After work yesterday, I went out to the parking lot to find dinner.
I live on the top floor of an office building, and my access to land is limited to a patch of grass, rose bushes and trees at the edge of the asphalt. I wasn’t optimistic about the foraging prospects there, but in minutes, the patch yielded enough edible greens and flowers in the grass to make a salad.
Investing some time in learning basic plant identification and common species in Maine is worth the time. Here are a few common edibles I found and ways to use them.
With most plants, including the classic dandelion, I collect the youngest leaves and flowers for the best taste and texture.
Broadleaf plantain, a wide-leaved, low-lying plant (not related to the fruit in the banana family) that often blends into grass, also tastes best when you pick the young leaves. I would compare the flavor to a greener, wilder chard.
Curly leaf dock shoots rounded out my salad base. My previous relationship with dock centered on trying to pull it from garden beds, then breaking it off at the root and having to dig it out. The lemony green bean taste almost redeemed it for me.
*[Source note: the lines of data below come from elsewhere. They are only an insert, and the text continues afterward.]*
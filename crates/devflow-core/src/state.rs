//! UI-agnostic interaction state
//!
//! This module contains the data the orchestrator owns and the read-only
//! display model derived from it. Nothing here depends on a UI framework, so
//! the terminal front end and the headless runner render from the same view.

use serde::{Deserialize, Serialize};

use crate::error::AgentError;
use crate::section::ResponseSection;
use crate::task::Task;

pub const EMPTY_PANEL_TITLE: &str = "AI Analysis";
pub const FAILURE_HEADLINE: &str = "Agent Unavailable";
pub const CONNECTIVITY_COPY: &str =
    "Unable to reach the AI service. Please check your connection and try again.";
pub const UNAVAILABLE_COPY: &str =
    "The AI agent is temporarily unavailable. Please try again in a few seconds.";

/// A transient error notification for the user.
#[derive(Debug, Clone, PartialEq, Eq, Serialize, Deserialize)]
pub struct Toast {
    pub title: String,
    pub description: String,
}

impl Toast {
    pub fn error(title: &str, description: impl Into<String>) -> Self {
        Self {
            title: title.to_string(),
            description: description.into(),
        }
    }
}

/// Everything the output area can show, in rendering precedence.
#[derive(Debug, Clone, PartialEq, Eq)]
pub enum OutputView<'a> {
    Loading,
    Failure(FailureView),
    Sections(&'a [ResponseSection]),
    Empty,
}

#[derive(Debug, Clone, PartialEq, Eq)]
pub struct FailureView {
    pub headline: &'static str,
    pub message: &'static str,
    /// Raw failure text, shown as a secondary diagnostic line.
    pub diagnostic: String,
}

impl FailureView {
    pub fn from_error(error: &AgentError) -> Self {
        Self {
            headline: FAILURE_HEADLINE,
            message: if error.is_connectivity() {
                CONNECTIVITY_COPY
            } else {
                UNAVAILABLE_COPY
            },
            diagnostic: error.to_string(),
        }
    }
}

#[derive(Debug, Clone, Default)]
pub struct InteractionState {
    pub task: Task,
    pub code: String,
    pub error_text: String,
    pub is_loading: bool,
    pub last_failure: Option<AgentError>,
    pub sections: Vec<ResponseSection>,
    pub show_degraded_notice: bool,
    pub toast: Option<Toast>,
}

impl InteractionState {
    pub fn new(task: Task) -> Self {
        Self {
            task,
            ..Self::default()
        }
    }

    pub fn has_code(&self) -> bool {
        !self.code.trim().is_empty()
    }

    /// Whether the submit control is enabled.
    pub fn submit_enabled(&self) -> bool {
        !self.is_loading && self.has_code()
    }

    pub fn output_view(&self) -> OutputView<'_> {
        if self.is_loading {
            OutputView::Loading
        } else if let Some(error) = &self.last_failure {
            OutputView::Failure(FailureView::from_error(error))
        } else if !self.sections.is_empty() {
            OutputView::Sections(&self.sections)
        } else {
            OutputView::Empty
        }
    }

    pub fn panel_title(&self) -> &'static str {
        if self.sections.is_empty() {
            EMPTY_PANEL_TITLE
        } else {
            self.task.panel_title()
        }
    }

    pub(crate) fn begin_submission(&mut self) {
        self.is_loading = true;
        self.last_failure = None;
        self.sections.clear();
        self.show_degraded_notice = false;
    }

    pub(crate) fn complete_success(&mut self, sections: Vec<ResponseSection>) {
        self.sections = sections;
        self.last_failure = None;
        self.is_loading = false;
    }

    pub(crate) fn complete_failure(&mut self, error: AgentError) {
        if error.raises_degraded_notice() {
            self.show_degraded_notice = true;
        }
        self.toast = Some(Toast::error("Analysis Failed", error.to_string()));
        self.sections.clear();
        self.last_failure = Some(error);
        self.is_loading = false;
    }
}
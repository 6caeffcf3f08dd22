use std::io::{self, Stderr};
use std::time::Duration;
use anyhow::Result;
use crossterm::{
    event::{
        self, DisableBracketedPaste, DisableMouseCapture, EnableBracketedPaste,
        EnableMouseCapture, Event, KeyEvent, KeyEventKind, MouseEvent,
    },
    execute,
    terminal::{disable_raw_mode, enable_raw_mode, EnterAlternateScreen, LeaveAlternateScreen},
};
use ratatui::{backend::CrosstermBackend, Terminal};
use futures_util::StreamExt;
use tokio::sync::mpsc;

pub type Tui = Terminal<CrosstermBackend<Stderr>>;

/// Tick interval: drives the loading animation, toast expiry, and request polling.
pub const TICK_RATE: Duration = Duration::from_millis(250);

#[derive(Debug)]
#[allow(dead_code)]
pub enum AppEvent {
    Key(KeyEvent),
    Mouse(MouseEvent),
    Paste(String),
    Resize(u16, u16),
    Tick,
}

pub struct EventHandler {
    rx: mpsc::UnboundedReceiver<AppEvent>,
    _tx: mpsc::UnboundedSender<AppEvent>,
}

impl EventHandler {
    pub fn new() -> Self {
        let (tx, rx) = mpsc::unbounded_channel();
        let _tx = tx.clone();

        let tx_events = tx.clone();
        tokio::spawn(async move {
            let mut reader = event::EventStream::new();
            while let Some(evt) = reader.next().await {
                let app_event = match evt {
                    // Only handle key press events, not release
                    Ok(Event::Key(key)) if key.kind == KeyEventKind::Press => {
                        Some(AppEvent::Key(key))
                    }
                    Ok(Event::Mouse(mouse)) => Some(AppEvent::Mouse(mouse)),
                    Ok(Event::Paste(text)) => Some(AppEvent::Paste(text)),
                    Ok(Event::Resize(w, h)) => Some(AppEvent::Resize(w, h)),
                    Ok(_) => None,
                    Err(e) => {
                        tracing::warn!(error = %e, "terminal event stream error");
                        None
                    }
                };

                if let Some(event) = app_event {
                    if tx_events.send(event).is_err() {
                        break;
                    }
                }
            }
        });

        let tx_tick = tx.clone();
        tokio::spawn(async move {
            let mut interval = tokio::time::interval(TICK_RATE);
            loop {
                interval.tick().await;
                if tx_tick.send(AppEvent::Tick).is_err() {
                    break;
                }
            }
        });

        Self { rx, _tx }
    }

    pub async fn next(&mut self) -> Option<AppEvent> {
        self.rx.recv().await
    }
}

pub fn init() -> Result<Tui> {
    enable_raw_mode()?;
    execute!(io::stderr(), EnterAlternateScreen, EnableMouseCapture, EnableBracketedPaste)?;

    let backend = CrosstermBackend::new(io::stderr());
    let terminal = Terminal::new(backend)?;

    Ok(terminal)
}

pub fn restore() -> Result<()> {
    execute!(io::stderr(), DisableBracketedPaste, DisableMouseCapture, LeaveAlternateScreen)?;
    disable_raw_mode()?;
    Ok(())
}

/// Install panic hook to restore terminal on panic
pub fn install_panic_hook() {
    let original_hook = std::panic::take_hook();
    std::panic::set_hook(Box::new(move |panic_info| {
        let _ = restore();
        original_hook(panic_info);
    }));
}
One of my favorite finds was the purple dead nettle, a small, beautiful flowering plant in the mint family. It isn’t a stinging nettle, so you don’t need to be afraid of it. This one is pleasant to eat raw, though it can be dried into tea or cooked. It tasted to me like a minty verbena, pleasant enough to eat on its own.
The forsythia flowers ringing the parking lot made a decent snack as well, and brightened up a salad bowl. I also found strawberry plants spreading around the bases of the trees, which I’ll be sure to return to next month.
As the season progresses, I’ll be keeping an eye out for other favorites like wood sorrel, purslane, lamb’s quarter and garlic mustard.
Wood sorrel is the most delicious green I’ve ever had — the leaves are very tender and taste like a mild lemon. Lambsquarter and purslane remind me of spinach and add nice variety to other greens when sauteed.
Garlic mustard tastes most like the first part of its name and is one of my favorites because it’s so versatile and strong — and it’s invasive, so I feel good about collecting it. They disperse an incredible number of seeds every year and the roots change the fungal network of soil, making it difficult for other plants to grow.
The leaves make an amazing pesto, and you can chop up the stems to cook or eat raw.
Aside from brightening up my dinner, digging around in the yard was a pleasant change of pace after a day at the computer.
A farmer I interviewed for another story earlier that day had told me about how she felt a close connection to her land and how much she noticed it changing from day to day. That’s something I miss about working outside, and taking this short adventure made me feel more tuned in again.
It’s been several years since I last used my plant identification background in any serious way. I expected the knowledge would have slipped away from me by now, like any language does when you don’t use it.
Because plants I knew haven’t stood out to me in my day-to-day time out back, I thought they weren’t there. I didn’t realize I hadn’t been paying attention.
If you try out a backyard dinner yourself, be sure to thoroughly wash anything you gather, especially from a parking lot area. If you’re concerned about pesticide or insecticide use, look into whoever maintains your property and find out what they use on it.